ベネズエラ最高裁は、マドゥロ大統領が米国に拘束されたのを受け、ロドリゲス副大統領に暫定大統領として職務を代行するよう命じた。
ー(ベネズエラ難民問題)ー
長らく反米左翼政権が続いたベネズエラでは、2015年に政治的迫害などを理由に、アメリカ合衆国へ亡命申請したベネズエラ人は5,605人である。2016年には14,700人を超え、2017年にはさらに更新することが確実視されている。
さらに経済危機で、ベネズエラ難民の数は急増していった。国際連合によれば、2018年11月までに国外へ逃れたベネズエラ難民は300万人を超え、この数はベネズエラ国民の1割に相当する。
2018年9月4日、エクアドルの首都キトで中南米諸国がベネズエラ難民対策の国際会合を開いた。
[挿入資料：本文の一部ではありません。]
//! Attributes attached to groups and dataset leaves.
//!
//! Attributes are ordered key-value pairs. Values are scalars, strings
//! or small numeric arrays, which covers every piece of record metadata:
//! kind tags, timestamps, frame ids and voxel geometry.

use smallvec::SmallVec;
use std::fmt;

/// A single attribute value.
#[derive(Clone, Debug, PartialEq)]
pub enum AttrValue {
    Int(i64),
    Float(f64),
    Str(String),
    IntArray(Vec<i64>),
    FloatArray(Vec<f64>),
}

impl AttrValue {
    pub fn as_int(&self) -> Option<i64> {
        match self {
            Self::Int(v) => Some(*v),
            _ => None,
        }
    }

    pub fn as_float(&self) -> Option<f64> {
        match self {
            Self::Float(v) => Some(*v),
            _ => None,
        }
    }

    pub fn as_str(&self) -> Option<&str> {
        match self {
            Self::Str(v) => Some(v),
            _ => None,
        }
    }

    pub fn as_int_array(&self) -> Option<&[i64]> {
        match self {
            Self::IntArray(v) => Some(v),
            _ => None,
        }
    }

    pub fn as_float_array(&self) -> Option<&[f64]> {
        match self {
            Self::FloatArray(v) => Some(v),
            _ => None,
        }
    }
}

impl From<i64> for AttrValue {
    fn from(v: i64) -> Self {
        Self::Int(v)
    }
}

impl From<u32> for AttrValue {
    fn from(v: u32) -> Self {
        Self::Int(v as i64)
    }
}

impl From<f64> for AttrValue {
    fn from(v: f64) -> Self {
        Self::Float(v)
    }
}

impl From<&str> for AttrValue {
    fn from(v: &str) -> Self {
        Self::Str(v.to_string())
    }
}

impl From<String> for AttrValue {
    fn from(v: String) -> Self {
        Self::Str(v)
    }
}

impl From<[f64; 3]> for AttrValue {
    fn from(v: [f64; 3]) -> Self {
        Self::FloatArray(v.to_vec())
    }
}

impl From<[i64; 3]> for AttrValue {
    fn from(v: [i64; 3]) -> Self {
        Self::IntArray(v.to_vec())
    }
}

impl fmt::Display for AttrValue {
    fn fmt(&self, f: &mut fmt::Formatter<'_>) -> fmt::Result {
        match self {
            Self::Int(v) => write!(f, "{}", v),
            Self::Float(v) => write!(f, "{}", v),
            Self::Str(v) => write!(f, "{:?}", v),
            Self::IntArray(v) => write!(f, "{:?}", v),
            Self::FloatArray(v) => write!(f, "{:?}", v),
        }
    }
}

/// Attribute storage - ordered key-value pairs.
///
/// Uses SmallVec optimization: records carry a handful of attributes.
#[derive(Clone, Default, PartialEq)]
pub struct Attributes {
    entries: SmallVec<[(String, AttrValue); 6]>,
}

impl Attributes {
    pub fn new() -> Self {
        Self::default()
    }

    /// Set an attribute, replacing any previous value under the same key.
    pub fn set(&mut self, key: impl Into<String>, value: impl Into<AttrValue>) {
        let key = key.into();
        let value = value.into();

        for (k, v) in &mut self.entries {
            if k == &key {
                *v = value;
                return;
            }
        }
        self.entries.push((key, value));
    }

    /// Builder-style [`set`](Self::set).
    pub fn with(mut self, key: impl Into<String>, value: impl Into<AttrValue>) -> Self {
        self.set(key, value);
        self
    }

    /// Set only when a value is present.
    pub fn set_opt<V: Into<AttrValue>>(&mut self, key: &str, value: Option<V>) {
        if let Some(value) = value {
            self.set(key, value);
        }
    }

    pub fn get(&self, key: &str) -> Option<&AttrValue> {
        self.entries.iter().find(|(k, _)| k == key).map(|(_, v)| v)
    }

    pub fn get_str(&self, key: &str) -> Option<&str> {
        self.get(key).and_then(AttrValue::as_str)
    }

    pub fn get_int(&self, key: &str) -> Option<i64> {
        self.get(key).and_then(AttrValue::as_int)
    }

    pub fn get_float(&self, key: &str) -> Option<f64> {
        self.get(key).and_then(AttrValue::as_float)
    }

    pub fn contains(&self, key: &str) -> bool {
        self.entries.iter().any(|(k, _)| k == key)
    }

    /// Remove a key and return its value.
    pub fn remove(&mut self, key: &str) -> Option<AttrValue> {
        let pos = self.entries.iter().position(|(k, _)| k == key)?;
        Some(self.entries.remove(pos).1)
    }

    pub fn len(&self) -> usize {
        self.entries.len()
    }

    pub fn is_empty(&self) -> bool {
        self.entries.is_empty()
    }

    /// Iterate over key-value pairs in insertion order.
    pub fn iter(&self) -> impl Iterator<Item = (&str, &AttrValue)> {
        self.entries.iter().map(|(k, v)| (k.as_str(), v))
    }
}

impl fmt::Debug for Attributes {
    fn fmt(&self, f: &mut fmt::Formatter<'_>) -> fmt::Result {
        f.debug_map()
            .entries(self.entries.iter().map(|(k, v)| (k, v)))
            .finish()
    }
}

impl FromIterator<(String, AttrValue)> for Attributes {
    fn from_iter<T: IntoIterator<Item = (String, AttrValue)>>(iter: T) -> Self {
        let mut attrs = Self::new();
        for (k, v) in iter {
            attrs.set(k, v);
        }
        attrs
    }
}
有効な対策はまとめられなかったものの、「キト宣言」を発表し、ベネズエラ難民を「十分に受け入れる」と明記した。
最も受け入れている国は、隣国のコロンビアであり、2023年12月末時点で現在約285万人のベネズエラ難民を受け入れている。
しかし北部の町ククタでは施設に収容しきれないベネズエラ人が路上にあふれており、ベネズエラ人による犯罪が社会問題になっている。
ほかにもペルーに104万8,528人、ブラジルに49万1651人、エクアドルに47万1,420人、チリに 43万5,728人、アルゼンチンに 21万5,541人のベネズエラ難民が流出している(いずれも2023年12月末時点。但し、庇護申請者[120万130人]は含まれていない。)
ブラジルでは、ベネズエラ難民のテントを襲撃する運動が発生しており、治安悪化の原因になっている。
2019年6月7日に国連難民高等弁務官事務所が発表した難民と国外移住者数は約400万人としており、過去7カ月間で100万人増加する驚異的なペースとなった。
その後も改善することなく、2023年12月末時点で難民と庇護申請者、その他国際的保護を要する者を合わせた約730.3万人がベネズエラ国外へ避難している状態である。
読者の皆さんはもうお分かりでしょう。
ベネズエラは、既に国家として機能していません。何故、ベネズエラという国を捨てて国外へ逃れる難民が数千万人もいるのでしょうか?
それは日月神示の原文にある獣の集団にベネズエラが陥っているからです。ベネズエラに未来はありません。あるのは、獣たちの醜い争いだけです。
このような国を支持する国は獣だということです。
今回のトランプ大統領率いるアメリカ合衆国の活躍に私はエールを送ります。
アメリカ合衆国は善の国なのです。
現政権のベネズエラは悪の国なのです。